Hip Shot: “Please Listen: A Musical Chaos”

Please Listen: A Musical Chaos
Baldacchino Gypsy Tent at Fort Fringe

Remaining Performances:
July 24th 10pm
July 26th 3:15pm

What they say: Arlo and Donovan kidnap a big record executive to force him to produce their band’s new concept album ‘Overwhelming Stimulus.’ Watch the album unfold on stage and experience your first robot ball and more musical chaos.

Matt’s take: Back in 1987, director Elaine May set out to chronicle the hapless adventures of  two songwriting  man-children who, unbeknownst to themselves, write laughably lousy jingles. The absurdity of their songs was a high point in what has since been denounced as one of the biggest cinematic disasters in history. The overgrown adolescents  in question  were played by Warren Beatty and Dustin Hoffman. The film was Ishtar and, for the record, the first 30 minutes are kind of funny.

Since then, the oblivious songwriting duo has taken many forms but it’s always the same story. Two hopelessly delusional but tenacious dreamers fight for the fame and glory they believe is rightfully theirs. The audience knows better. It’s funny until it’s not.

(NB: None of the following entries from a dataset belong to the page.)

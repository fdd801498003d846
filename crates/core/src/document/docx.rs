// Markdown to Word (.docx)

use super::markdown::{heading_depth, is_mermaid, parser};
use super::mermaid::RenderedDiagram;
use super::{Document, DocumentError, DocumentResult};
use docx_rs::{
    BreakType, Docx, Paragraph, Pic, Run, RunFonts, Style, StyleType, Table, TableCell, TableRow,
};
use pulldown_cmark::{CodeBlockKind, Event, Tag, TagEnd};
use std::io::Cursor;

const MONOSPACE: &str = "Consolas";
const INDENT_STEP: i32 = 720;
const HEADING_SIZES: [usize; 6] = [36, 30, 26, 24, 22, 22];

pub(crate) fn render(document: &Document, diagrams: &[RenderedDiagram]) -> DocumentResult<Vec<u8>> {
    let mut writer = DocxWriter::new(diagrams);
    for event in parser(&document.markdown) {
        writer.handle(event);
    }
    writer.finish()
}

#[derive(Default)]
struct RunStyle {
    bold: u32,
    italic: u32,
    strike: u32,
}

#[derive(Default)]
struct TableState {
    rows: Vec<TableRow>,
    cells: Vec<TableCell>,
    in_head: bool,
}

enum Block {
    Paragraph(Paragraph),
    Table(Table),
}

struct DocxWriter<'d> {
    styles: Vec<Style>,
    blocks: Vec<Block>,
    paragraph: Option<Paragraph>,
    style: RunStyle,
    heading: Option<usize>,
    lists: Vec<Option<u64>>,
    quote_depth: usize,
    code: Option<(bool, String)>,
    table: Option<TableState>,
    links: Vec<String>,
    image_alt: Option<String>,
    in_metadata: bool,
    diagrams: &'d [RenderedDiagram],
    diagram_index: usize,
}

impl<'d> DocxWriter<'d> {
    fn new(diagrams: &'d [RenderedDiagram]) -> Self {
        let styles = HEADING_SIZES
            .iter()
            .enumerate()
            .map(|(i, size)| {
                Style::new(&format!("Heading{}", i + 1), StyleType::Paragraph)
                    .name(&format!("Heading {}", i + 1))
                    .size(*size)
                    .bold()
            })
            .collect();

        Self {
            styles,
            blocks: Vec::new(),
            paragraph: None,
            style: RunStyle::default(),
            heading: None,
            lists: Vec::new(),
            quote_depth: 0,
            code: None,
            table: None,
            links: Vec::new(),
            image_alt: None,
            in_metadata: false,
            diagrams,
            diagram_index: 0,
        }
    }

    fn handle(&mut self, event: Event<'_>) {
        if self.in_metadata {
            if let Event::End(TagEnd::MetadataBlock(_)) = event {
                self.in_metadata = false;
            }
            return;
        }

        if let Some((_, buf)) = self.code.as_mut() {
            match event {
                Event::Text(text) => buf.push_str(&text),
                Event::End(TagEnd::CodeBlock) => self.end_code_block(),
                _ => {}
            }
            return;
        }

        match event {
            Event::Start(Tag::MetadataBlock(_)) => self.in_metadata = true,
            Event::Start(Tag::Heading { level, .. }) => {
                self.flush();
                let depth = heading_depth(level);
                self.heading = Some(depth);
                self.paragraph = Some(Paragraph::new().style(&format!("Heading{}", depth)));
            }
            Event::End(TagEnd::Heading(_)) => {
                self.flush();
                self.heading = None;
            }
            Event::Start(Tag::Paragraph) => {
                // List items and table cells already own an open paragraph
                if self.paragraph.is_none() {
                    self.paragraph = Some(self.indented(Paragraph::new(), 0));
                }
            }
            Event::End(TagEnd::Paragraph) => {
                if self.lists.is_empty() && self.table.is_none() {
                    self.flush();
                }
            }
            Event::Start(Tag::BlockQuote { .. }) => {
                self.flush();
                self.quote_depth += 1;
            }
            Event::End(TagEnd::BlockQuote { .. }) => {
                self.flush();
                self.quote_depth = self.quote_depth.saturating_sub(1);
            }
            Event::Start(Tag::CodeBlock(kind)) => {
                self.flush();
                let mermaid = matches!(&kind, CodeBlockKind::Fenced(info) if is_mermaid(info));
                self.code = Some((mermaid, String::new()));
            }
            Event::Start(Tag::List(start)) => {
                self.flush();
                self.lists.push(start);
            }
            Event::End(TagEnd::List(_)) => {
                self.flush();
                self.lists.pop();
            }
            Event::Start(Tag::Item) => {
                self.flush();
                let depth = self.lists.len().saturating_sub(1) as i32;
                let marker = match self.lists.last_mut() {
                    Some(Some(n)) => {
                        let marker = format!("{}. ", n);
                        *n += 1;
                        marker
                    }
                    _ => "\u{2022} ".to_string(),
                };
                let paragraph = self.indented(Paragraph::new(), depth + 1);
                self.paragraph = Some(paragraph.add_run(Run::new().add_text(marker)));
            }
            Event::End(TagEnd::Item) => self.flush(),
            Event::TaskListMarker(done) => self.text(if done { "[x] " } else { "[ ] " }),
            Event::Start(Tag::Table(_)) => {
                self.flush();
                self.table = Some(TableState::default());
            }
            Event::Start(Tag::TableHead) => {
                if let Some(table) = self.table.as_mut() {
                    table.in_head = true;
                }
            }
            Event::End(TagEnd::TableHead) | Event::End(TagEnd::TableRow) => {
                if let Some(table) = self.table.as_mut() {
                    let cells = std::mem::take(&mut table.cells);
                    table.rows.push(TableRow::new(cells));
                    table.in_head = false;
                }
            }
            Event::Start(Tag::TableCell) => self.paragraph = Some(Paragraph::new()),
            Event::End(TagEnd::TableCell) => {
                let paragraph = self.paragraph.take().unwrap_or_else(Paragraph::new);
                if let Some(table) = self.table.as_mut() {
                    table.cells.push(TableCell::new().add_paragraph(paragraph));
                }
            }
            Event::End(TagEnd::Table) => {
                if let Some(table) = self.table.take() {
                    self.blocks.push(Block::Table(Table::new(table.rows)));
                }
            }
            Event::Start(Tag::Emphasis) => self.style.italic += 1,
            Event::End(TagEnd::Emphasis) => self.style.italic = self.style.italic.saturating_sub(1),
            Event::Start(Tag::Strong) => self.style.bold += 1,
            Event::End(TagEnd::Strong) => self.style.bold = self.style.bold.saturating_sub(1),
            Event::Start(Tag::Strikethrough) => self.style.strike += 1,
            Event::End(TagEnd::Strikethrough) => {
                self.style.strike = self.style.strike.saturating_sub(1)
            }
            Event::Start(Tag::Link { dest_url, .. }) => self.links.push(dest_url.to_string()),
            Event::End(TagEnd::Link) => {
                if let Some(url) = self.links.pop() {
                    self.text(&format!(" ({})", url));
                }
            }
            Event::Start(Tag::Image { .. }) => self.image_alt = Some(String::new()),
            Event::End(TagEnd::Image) => {
                if let Some(alt) = self.image_alt.take() {
                    self.text(&format!("[image: {}]", alt));
                }
            }
            Event::Text(text) => {
                if let Some(alt) = self.image_alt.as_mut() {
                    alt.push_str(&text);
                } else {
                    self.text(&text);
                }
            }
            Event::Code(code) => {
                let run = Run::new().add_text(code.to_string()).fonts(monospace());
                self.push_run(run);
            }
            Event::SoftBreak => self.text(" "),
            Event::HardBreak => self.push_run(Run::new().add_break(BreakType::TextWrapping)),
            Event::Rule => {
                self.flush();
                self.paragraph = Some(Paragraph::new().add_run(Run::new().add_text("\u{2500}".repeat(30))));
                self.flush();
            }
            Event::FootnoteReference(name) => self.text(&format!("[{}]", name)),
            Event::Start(Tag::FootnoteDefinition(name)) => {
                self.flush();
                self.paragraph = Some(Paragraph::new().add_run(Run::new().add_text(format!("[{}]: ", name))));
            }
            Event::End(TagEnd::FootnoteDefinition) => self.flush(),
            Event::Html(html) | Event::InlineHtml(html) => self.text(&html),
            _ => {}
        }
    }

    fn end_code_block(&mut self) {
        let Some((mermaid, source)) = self.code.take() else {
            return;
        };

        if mermaid {
            let diagram = self.diagrams.get(self.diagram_index);
            self.diagram_index += 1;
            if let Some(png) = diagram.and_then(|d| d.png.as_ref()) {
                let run = Run::new().add_image(Pic::new(png));
                self.blocks.push(Block::Paragraph(Paragraph::new().add_run(run)));
                return;
            }
        }

        let indent = self.quote_depth as i32 + 1;
        for line in source.trim_end_matches('\n').lines() {
            let run = Run::new().add_text(line.to_string()).fonts(monospace()).size(20);
            let paragraph = self.indented(Paragraph::new(), indent).add_run(run);
            self.blocks.push(Block::Paragraph(paragraph));
        }
    }

    fn indented(&self, paragraph: Paragraph, extra: i32) -> Paragraph {
        let level = self.quote_depth as i32 + extra;
        if level > 0 {
            paragraph.indent(Some(level * INDENT_STEP), None, None, None)
        } else {
            paragraph
        }
    }

    fn text(&mut self, text: &str) {
        let mut run = Run::new().add_text(text.to_string());
        let in_head = self.table.as_ref().map(|t| t.in_head).unwrap_or(false);
        if self.style.bold > 0 || in_head {
            run = run.bold();
        }
        if self.style.italic > 0 || self.quote_depth > 0 {
            run = run.italic();
        }
        if self.style.strike > 0 {
            run = run.strike();
        }
        if let Some(depth) = self.heading {
            run = run.bold().size(HEADING_SIZES[depth.clamp(1, 6) - 1]);
        }
        self.push_run(run);
    }

    fn push_run(&mut self, run: Run) {
        let paragraph = match self.paragraph.take() {
            Some(p) => p,
            None => self.indented(Paragraph::new(), 0),
        };
        self.paragraph = Some(paragraph.add_run(run));
    }

    fn flush(&mut self) {
        if self.table.is_some() {
            return;
        }
        if let Some(paragraph) = self.paragraph.take() {
            self.blocks.push(Block::Paragraph(paragraph));
        }
    }

    fn finish(mut self) -> DocumentResult<Vec<u8>> {
        self.flush();
        let mut docx = Docx::new();
        for style in self.styles {
            docx = docx.add_style(style);
        }
        for block in self.blocks {
            docx = match block {
                Block::Paragraph(p) => docx.add_paragraph(p),
                Block::Table(t) => docx.add_table(t),
            };
        }

        let mut cursor = Cursor::new(Vec::new());
        docx.build()
            .pack(&mut cursor)
            .map_err(|e| DocumentError::Docx(e.to_string()))?;
        Ok(cursor.into_inner())
    }
}

fn monospace() -> RunFonts {
    RunFonts::new().ascii(MONOSPACE).hi_ansi(MONOSPACE)
}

The inherent ridiculousness of this mostly male-perpetuated rock-star fantasy is easily milked for quick laughs—its fantasy having arrested the development of a large cross-section of the population for over 50 years. But sustaining this kind of humor for over an hour is a Herculean feat—one which Open Drawer Theatre Company’s Please Listen: A Musical Chaos fails to bring off.

Please Listen follows the adventures of its two hapless “jammy” wearing leads Aaron Bliden and Mark Halpern who front Little Justice, an imaginary garage band with grandiose dreams of writing a rock opera about the perilous love between man and robot. In order to make their dream come true, they’ve decided to kidnap a record executive and force him to listen to their magnum opus. Cue the funny hats and silly falsetto!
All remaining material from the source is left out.